I am reminded of an improvisational theater game in this moment called “Follow the Follower.” The game, played with a pair, begins by naming one person as the leader and one person as the follower. The leader then leads the other in movement. The follower follows. Then they switch, and eventually an outsider would not be able to tell who is leading and who is following. In the more advanced levels of the game, the instructions become “Follow the Follower.” The roles slip away and no one is leading at all, but they are moving together.

We will follow each other through this wilderness of life, during these times, hearing each other. 

Holding multiplicity is the only thing I know how to do at this time. Holding contradictions, disappointment and narrative, all I can do is witness the praise and testimony of the world through stories and perspective. And I can gently do my part by speaking my own particular truth.

No one’s words are God’s unless everyone’s are.

So the world will not be healed by giving advice, not by giving the answer, not by providing a simple narrative.
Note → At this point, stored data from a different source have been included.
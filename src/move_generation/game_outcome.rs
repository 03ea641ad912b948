//! Terminal-state classification: the generator cannot tell checkmate from
//! stalemate, so combine "no legal moves" with "king attacked" here.

use log::debug;

use crate::game_state::chess_types::Color;
use crate::game_state::position::Position;
use crate::move_generation::legal_move_checks::is_in_check;
use crate::move_generation::legal_move_generator::generate_legal_moves;

#[derive(Debug, Clone, Copy, PartialEq, Eq)]
pub enum GameOutcome {
    InProgress,
    Checkmate { winner: Color },
    Stalemate,
}

pub fn classify_position(position: &Position) -> GameOutcome {
    if !generate_legal_moves(position).is_empty() {
        return GameOutcome::InProgress;
    }

    let side = position.side_to_move;
    let outcome = if is_in_check(position, side) {
        GameOutcome::Checkmate {
            winner: side.opposite(),
        }
    } else {
        GameOutcome::Stalemate
    };
    debug!("{side:?} to move has no legal moves: {outcome:?}");
    outcome
}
When will we come to see divisions as differences? When will we see interpretation as various spheres of awareness? When will we recognize holiness and profanity, self and other, leader and follower, and shadow and light as sides to a coin, as faces of the One God? 

These, and all, are the words of the living God.

Rabbi Emily Stern
(Photo by Robyn Stevens Brody)

Rabbi Emily Stern is spiritual leader of Kol HaLev Synagogue, a Reconstructionist community in Lutherville. She was ordained by the ALEPH Ordination Program as a rabbi and mashpia (Jewish spiritual director).